REQUIREMENT:
Report every line of the data that includes "description".

-- Opening Marker --

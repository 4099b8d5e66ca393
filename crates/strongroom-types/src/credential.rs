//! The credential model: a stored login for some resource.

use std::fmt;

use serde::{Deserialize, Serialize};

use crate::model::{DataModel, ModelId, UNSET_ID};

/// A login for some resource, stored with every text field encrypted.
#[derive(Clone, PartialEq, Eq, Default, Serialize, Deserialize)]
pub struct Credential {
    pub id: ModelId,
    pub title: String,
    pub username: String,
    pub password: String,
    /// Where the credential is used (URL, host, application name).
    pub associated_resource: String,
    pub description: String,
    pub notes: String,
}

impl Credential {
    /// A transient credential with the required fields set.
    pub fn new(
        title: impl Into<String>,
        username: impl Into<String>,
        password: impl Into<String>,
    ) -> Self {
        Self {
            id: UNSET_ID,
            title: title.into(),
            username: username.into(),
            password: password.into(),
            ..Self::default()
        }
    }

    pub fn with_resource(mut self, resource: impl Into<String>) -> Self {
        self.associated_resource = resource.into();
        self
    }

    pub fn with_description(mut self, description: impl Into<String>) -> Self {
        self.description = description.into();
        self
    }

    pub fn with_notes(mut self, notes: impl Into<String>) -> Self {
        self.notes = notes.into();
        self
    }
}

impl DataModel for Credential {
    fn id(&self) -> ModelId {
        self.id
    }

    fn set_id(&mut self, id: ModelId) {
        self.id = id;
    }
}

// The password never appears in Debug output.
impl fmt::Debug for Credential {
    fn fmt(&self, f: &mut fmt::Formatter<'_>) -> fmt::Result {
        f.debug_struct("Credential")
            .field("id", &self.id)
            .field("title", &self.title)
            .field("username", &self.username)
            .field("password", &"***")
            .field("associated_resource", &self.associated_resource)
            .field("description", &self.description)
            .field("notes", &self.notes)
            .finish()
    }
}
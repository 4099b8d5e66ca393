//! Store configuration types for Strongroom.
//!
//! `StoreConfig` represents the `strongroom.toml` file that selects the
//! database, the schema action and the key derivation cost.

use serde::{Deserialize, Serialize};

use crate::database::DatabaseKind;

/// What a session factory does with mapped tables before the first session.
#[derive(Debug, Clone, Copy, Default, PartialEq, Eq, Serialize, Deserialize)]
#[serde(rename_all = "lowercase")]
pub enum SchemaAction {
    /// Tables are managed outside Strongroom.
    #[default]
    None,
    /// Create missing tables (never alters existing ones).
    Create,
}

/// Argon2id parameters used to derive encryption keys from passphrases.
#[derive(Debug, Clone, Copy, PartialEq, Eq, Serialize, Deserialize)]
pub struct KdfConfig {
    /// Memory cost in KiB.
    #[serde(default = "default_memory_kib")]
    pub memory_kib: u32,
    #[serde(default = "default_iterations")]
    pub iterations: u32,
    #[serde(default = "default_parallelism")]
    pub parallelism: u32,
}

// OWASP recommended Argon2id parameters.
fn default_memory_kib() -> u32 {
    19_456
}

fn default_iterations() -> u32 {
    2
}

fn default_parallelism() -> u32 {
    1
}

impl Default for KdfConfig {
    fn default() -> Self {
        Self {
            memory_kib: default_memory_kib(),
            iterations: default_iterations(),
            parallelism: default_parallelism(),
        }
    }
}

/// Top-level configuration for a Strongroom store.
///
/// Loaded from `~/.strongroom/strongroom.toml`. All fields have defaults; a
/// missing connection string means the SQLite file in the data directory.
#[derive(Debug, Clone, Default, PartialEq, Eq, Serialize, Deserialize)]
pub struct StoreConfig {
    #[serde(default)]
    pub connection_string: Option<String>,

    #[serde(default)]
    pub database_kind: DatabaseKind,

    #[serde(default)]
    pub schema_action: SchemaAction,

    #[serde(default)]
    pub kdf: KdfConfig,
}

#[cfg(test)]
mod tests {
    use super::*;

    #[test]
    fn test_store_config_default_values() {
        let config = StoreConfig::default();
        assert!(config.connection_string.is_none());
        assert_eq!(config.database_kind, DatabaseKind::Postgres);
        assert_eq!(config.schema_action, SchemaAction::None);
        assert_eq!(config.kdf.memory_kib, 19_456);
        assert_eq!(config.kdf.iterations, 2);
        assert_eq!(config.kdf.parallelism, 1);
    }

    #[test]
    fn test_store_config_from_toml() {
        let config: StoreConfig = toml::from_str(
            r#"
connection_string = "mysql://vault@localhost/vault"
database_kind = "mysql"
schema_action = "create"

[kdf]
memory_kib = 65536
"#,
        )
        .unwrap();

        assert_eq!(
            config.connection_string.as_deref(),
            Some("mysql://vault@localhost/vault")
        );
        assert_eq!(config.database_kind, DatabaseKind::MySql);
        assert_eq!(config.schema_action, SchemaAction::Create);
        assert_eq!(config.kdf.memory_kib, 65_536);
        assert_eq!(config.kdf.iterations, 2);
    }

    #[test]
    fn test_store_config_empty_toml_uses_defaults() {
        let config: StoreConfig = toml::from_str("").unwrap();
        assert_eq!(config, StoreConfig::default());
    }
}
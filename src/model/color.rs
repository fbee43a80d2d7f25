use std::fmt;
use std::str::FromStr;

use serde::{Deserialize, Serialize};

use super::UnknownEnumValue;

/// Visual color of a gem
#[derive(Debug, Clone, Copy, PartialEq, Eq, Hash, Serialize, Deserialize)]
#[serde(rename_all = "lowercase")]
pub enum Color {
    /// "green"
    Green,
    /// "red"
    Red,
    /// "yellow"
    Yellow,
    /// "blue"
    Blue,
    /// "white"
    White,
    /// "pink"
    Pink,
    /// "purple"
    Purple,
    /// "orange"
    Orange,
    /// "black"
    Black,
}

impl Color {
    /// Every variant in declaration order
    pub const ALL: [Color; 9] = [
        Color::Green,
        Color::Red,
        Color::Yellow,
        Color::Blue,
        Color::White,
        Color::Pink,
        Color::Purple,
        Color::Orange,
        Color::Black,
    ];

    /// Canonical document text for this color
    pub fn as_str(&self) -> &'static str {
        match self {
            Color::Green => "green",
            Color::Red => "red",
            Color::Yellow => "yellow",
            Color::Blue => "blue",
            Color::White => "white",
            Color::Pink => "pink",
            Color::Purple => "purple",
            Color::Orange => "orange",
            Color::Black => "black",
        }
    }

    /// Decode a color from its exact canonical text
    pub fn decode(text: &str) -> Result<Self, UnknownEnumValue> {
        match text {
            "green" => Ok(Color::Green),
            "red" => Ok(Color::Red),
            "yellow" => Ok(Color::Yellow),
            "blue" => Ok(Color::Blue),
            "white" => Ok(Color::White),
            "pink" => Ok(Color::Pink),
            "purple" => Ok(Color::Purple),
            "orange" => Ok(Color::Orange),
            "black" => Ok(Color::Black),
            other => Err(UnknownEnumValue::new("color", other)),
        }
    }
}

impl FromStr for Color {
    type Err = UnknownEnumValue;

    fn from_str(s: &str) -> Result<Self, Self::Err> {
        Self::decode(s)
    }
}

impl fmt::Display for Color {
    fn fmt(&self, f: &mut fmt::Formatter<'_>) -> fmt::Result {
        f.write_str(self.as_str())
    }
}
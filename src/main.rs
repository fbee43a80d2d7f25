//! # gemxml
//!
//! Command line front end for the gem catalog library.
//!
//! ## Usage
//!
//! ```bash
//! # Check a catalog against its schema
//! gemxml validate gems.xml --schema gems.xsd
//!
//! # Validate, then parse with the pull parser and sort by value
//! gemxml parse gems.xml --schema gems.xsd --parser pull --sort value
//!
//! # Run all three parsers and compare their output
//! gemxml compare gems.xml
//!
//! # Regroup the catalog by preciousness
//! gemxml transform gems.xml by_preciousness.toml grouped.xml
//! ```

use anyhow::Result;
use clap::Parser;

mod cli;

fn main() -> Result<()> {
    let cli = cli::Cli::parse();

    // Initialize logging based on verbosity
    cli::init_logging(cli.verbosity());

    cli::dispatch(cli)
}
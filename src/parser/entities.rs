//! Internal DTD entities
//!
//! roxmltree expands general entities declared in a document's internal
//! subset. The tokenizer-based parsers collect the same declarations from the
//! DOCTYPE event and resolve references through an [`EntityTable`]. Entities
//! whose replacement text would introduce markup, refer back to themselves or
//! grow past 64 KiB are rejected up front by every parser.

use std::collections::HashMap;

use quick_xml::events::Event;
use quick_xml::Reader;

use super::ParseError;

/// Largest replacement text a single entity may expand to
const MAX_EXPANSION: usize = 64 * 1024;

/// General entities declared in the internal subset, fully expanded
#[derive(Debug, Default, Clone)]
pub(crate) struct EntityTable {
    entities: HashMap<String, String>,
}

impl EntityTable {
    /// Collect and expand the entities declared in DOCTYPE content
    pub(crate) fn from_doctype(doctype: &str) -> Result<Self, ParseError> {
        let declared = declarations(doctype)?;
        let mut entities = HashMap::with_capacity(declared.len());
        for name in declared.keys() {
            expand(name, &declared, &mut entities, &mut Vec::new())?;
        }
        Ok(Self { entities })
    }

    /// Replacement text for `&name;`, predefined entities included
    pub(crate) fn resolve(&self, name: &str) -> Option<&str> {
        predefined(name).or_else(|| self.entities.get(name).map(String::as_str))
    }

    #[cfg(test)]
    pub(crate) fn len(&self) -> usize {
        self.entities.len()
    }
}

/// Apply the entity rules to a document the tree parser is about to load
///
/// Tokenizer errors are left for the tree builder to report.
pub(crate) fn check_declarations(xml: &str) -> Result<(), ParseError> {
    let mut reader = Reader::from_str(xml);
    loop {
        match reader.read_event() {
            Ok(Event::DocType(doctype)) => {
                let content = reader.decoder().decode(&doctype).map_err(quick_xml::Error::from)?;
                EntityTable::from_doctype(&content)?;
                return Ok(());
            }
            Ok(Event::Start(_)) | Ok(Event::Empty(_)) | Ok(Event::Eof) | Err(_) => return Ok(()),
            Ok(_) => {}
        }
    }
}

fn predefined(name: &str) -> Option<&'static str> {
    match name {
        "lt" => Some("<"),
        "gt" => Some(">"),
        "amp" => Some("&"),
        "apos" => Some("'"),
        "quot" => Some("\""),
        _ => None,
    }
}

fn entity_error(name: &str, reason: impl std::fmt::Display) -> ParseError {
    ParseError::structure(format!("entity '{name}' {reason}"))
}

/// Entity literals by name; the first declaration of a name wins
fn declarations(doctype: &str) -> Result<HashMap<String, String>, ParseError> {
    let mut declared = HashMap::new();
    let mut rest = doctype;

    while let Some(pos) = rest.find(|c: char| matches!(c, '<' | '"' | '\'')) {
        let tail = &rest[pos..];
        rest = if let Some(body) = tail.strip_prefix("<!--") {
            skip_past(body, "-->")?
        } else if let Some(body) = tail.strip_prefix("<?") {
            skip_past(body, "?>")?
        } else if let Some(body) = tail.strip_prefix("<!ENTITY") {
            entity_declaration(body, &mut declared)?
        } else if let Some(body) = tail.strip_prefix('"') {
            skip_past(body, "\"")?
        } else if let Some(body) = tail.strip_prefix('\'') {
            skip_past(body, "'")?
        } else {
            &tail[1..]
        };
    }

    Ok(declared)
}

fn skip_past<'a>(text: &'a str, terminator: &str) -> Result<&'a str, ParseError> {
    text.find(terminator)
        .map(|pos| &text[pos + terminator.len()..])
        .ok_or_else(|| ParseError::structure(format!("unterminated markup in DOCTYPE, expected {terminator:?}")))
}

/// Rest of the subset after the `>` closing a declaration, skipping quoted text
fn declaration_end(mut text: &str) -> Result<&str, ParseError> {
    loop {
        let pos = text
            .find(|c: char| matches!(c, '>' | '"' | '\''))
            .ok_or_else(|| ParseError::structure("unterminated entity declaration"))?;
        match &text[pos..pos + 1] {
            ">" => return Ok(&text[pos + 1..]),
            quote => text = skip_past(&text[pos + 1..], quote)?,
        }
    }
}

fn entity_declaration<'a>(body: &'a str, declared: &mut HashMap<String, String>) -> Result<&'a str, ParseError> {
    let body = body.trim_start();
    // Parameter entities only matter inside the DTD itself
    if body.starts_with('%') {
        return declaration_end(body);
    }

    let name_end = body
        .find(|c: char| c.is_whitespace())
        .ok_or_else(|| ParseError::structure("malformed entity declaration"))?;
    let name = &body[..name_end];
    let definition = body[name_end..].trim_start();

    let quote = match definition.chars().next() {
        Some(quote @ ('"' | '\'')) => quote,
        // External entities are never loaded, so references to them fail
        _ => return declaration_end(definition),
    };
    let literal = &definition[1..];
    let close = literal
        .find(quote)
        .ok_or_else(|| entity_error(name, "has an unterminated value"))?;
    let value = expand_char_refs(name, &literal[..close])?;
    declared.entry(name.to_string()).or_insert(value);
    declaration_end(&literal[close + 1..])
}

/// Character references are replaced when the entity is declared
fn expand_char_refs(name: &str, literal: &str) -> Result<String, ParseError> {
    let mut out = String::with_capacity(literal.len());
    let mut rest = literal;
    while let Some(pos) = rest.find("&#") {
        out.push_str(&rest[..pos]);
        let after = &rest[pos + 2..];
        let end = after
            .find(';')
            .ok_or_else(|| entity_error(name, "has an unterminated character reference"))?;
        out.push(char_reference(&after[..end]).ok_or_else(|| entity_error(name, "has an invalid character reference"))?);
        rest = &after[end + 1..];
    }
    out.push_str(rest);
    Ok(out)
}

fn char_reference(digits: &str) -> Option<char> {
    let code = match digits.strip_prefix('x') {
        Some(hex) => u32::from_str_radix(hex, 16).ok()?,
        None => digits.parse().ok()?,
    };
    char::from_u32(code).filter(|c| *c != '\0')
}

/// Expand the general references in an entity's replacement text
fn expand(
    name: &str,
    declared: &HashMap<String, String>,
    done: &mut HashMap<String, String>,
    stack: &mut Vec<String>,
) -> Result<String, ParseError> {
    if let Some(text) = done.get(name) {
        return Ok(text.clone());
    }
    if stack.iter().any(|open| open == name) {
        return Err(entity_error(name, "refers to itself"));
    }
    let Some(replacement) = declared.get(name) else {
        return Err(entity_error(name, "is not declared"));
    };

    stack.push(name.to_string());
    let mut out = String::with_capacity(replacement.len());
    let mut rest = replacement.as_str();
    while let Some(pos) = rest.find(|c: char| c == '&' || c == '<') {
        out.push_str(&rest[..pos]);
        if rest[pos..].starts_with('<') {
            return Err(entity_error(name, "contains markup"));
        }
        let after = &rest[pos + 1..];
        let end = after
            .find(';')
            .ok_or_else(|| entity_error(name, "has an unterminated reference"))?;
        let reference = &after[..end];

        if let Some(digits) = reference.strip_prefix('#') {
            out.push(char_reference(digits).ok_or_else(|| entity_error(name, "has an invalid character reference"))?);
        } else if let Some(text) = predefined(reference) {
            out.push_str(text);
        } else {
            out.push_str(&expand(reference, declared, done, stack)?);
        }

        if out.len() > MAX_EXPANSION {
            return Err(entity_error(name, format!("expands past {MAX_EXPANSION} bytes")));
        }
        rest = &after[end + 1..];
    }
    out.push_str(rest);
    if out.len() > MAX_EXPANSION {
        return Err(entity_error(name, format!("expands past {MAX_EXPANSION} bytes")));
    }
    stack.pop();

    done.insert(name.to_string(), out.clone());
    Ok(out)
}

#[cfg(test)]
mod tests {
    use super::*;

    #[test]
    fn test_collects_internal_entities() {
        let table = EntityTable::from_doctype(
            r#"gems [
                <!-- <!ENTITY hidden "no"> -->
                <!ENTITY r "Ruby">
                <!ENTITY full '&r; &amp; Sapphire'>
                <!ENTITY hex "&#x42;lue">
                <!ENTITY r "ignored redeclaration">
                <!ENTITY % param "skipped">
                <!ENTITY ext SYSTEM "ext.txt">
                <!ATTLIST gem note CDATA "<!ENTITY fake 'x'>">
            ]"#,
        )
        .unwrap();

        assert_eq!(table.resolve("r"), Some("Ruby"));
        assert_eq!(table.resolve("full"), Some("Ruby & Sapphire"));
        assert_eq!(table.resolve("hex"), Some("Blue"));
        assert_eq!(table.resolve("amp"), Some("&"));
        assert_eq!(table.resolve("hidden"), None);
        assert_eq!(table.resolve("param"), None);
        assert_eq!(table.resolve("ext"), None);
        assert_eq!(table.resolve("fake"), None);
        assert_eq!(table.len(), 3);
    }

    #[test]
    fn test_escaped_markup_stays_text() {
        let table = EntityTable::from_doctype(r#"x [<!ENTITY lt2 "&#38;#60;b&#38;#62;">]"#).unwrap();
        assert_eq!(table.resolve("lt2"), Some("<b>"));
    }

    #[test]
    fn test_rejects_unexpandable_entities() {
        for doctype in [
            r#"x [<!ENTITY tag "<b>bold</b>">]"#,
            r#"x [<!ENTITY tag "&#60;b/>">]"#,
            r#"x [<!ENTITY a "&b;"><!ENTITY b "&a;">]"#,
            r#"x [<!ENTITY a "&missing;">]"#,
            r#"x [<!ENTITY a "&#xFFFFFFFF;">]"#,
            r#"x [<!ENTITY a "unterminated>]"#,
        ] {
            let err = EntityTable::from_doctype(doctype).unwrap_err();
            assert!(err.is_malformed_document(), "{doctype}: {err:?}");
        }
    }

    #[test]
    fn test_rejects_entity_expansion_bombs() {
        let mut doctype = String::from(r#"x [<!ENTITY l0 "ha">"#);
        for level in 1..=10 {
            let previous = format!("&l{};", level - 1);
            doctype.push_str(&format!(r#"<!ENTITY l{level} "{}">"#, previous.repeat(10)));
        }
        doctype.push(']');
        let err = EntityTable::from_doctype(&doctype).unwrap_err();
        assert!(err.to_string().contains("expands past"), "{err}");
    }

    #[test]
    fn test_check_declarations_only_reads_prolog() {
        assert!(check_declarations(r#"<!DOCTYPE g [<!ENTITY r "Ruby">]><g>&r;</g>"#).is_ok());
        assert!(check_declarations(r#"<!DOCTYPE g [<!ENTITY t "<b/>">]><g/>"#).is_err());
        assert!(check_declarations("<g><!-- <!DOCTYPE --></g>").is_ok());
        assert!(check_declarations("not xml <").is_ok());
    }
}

-- Closing Marker --

RESULT OF THE TASK:
    pub description: String,
    pub fn with_description(mut self, description: impl Into<String>) -> Self {
        self.description = description.into();
            .field("description", &self.description)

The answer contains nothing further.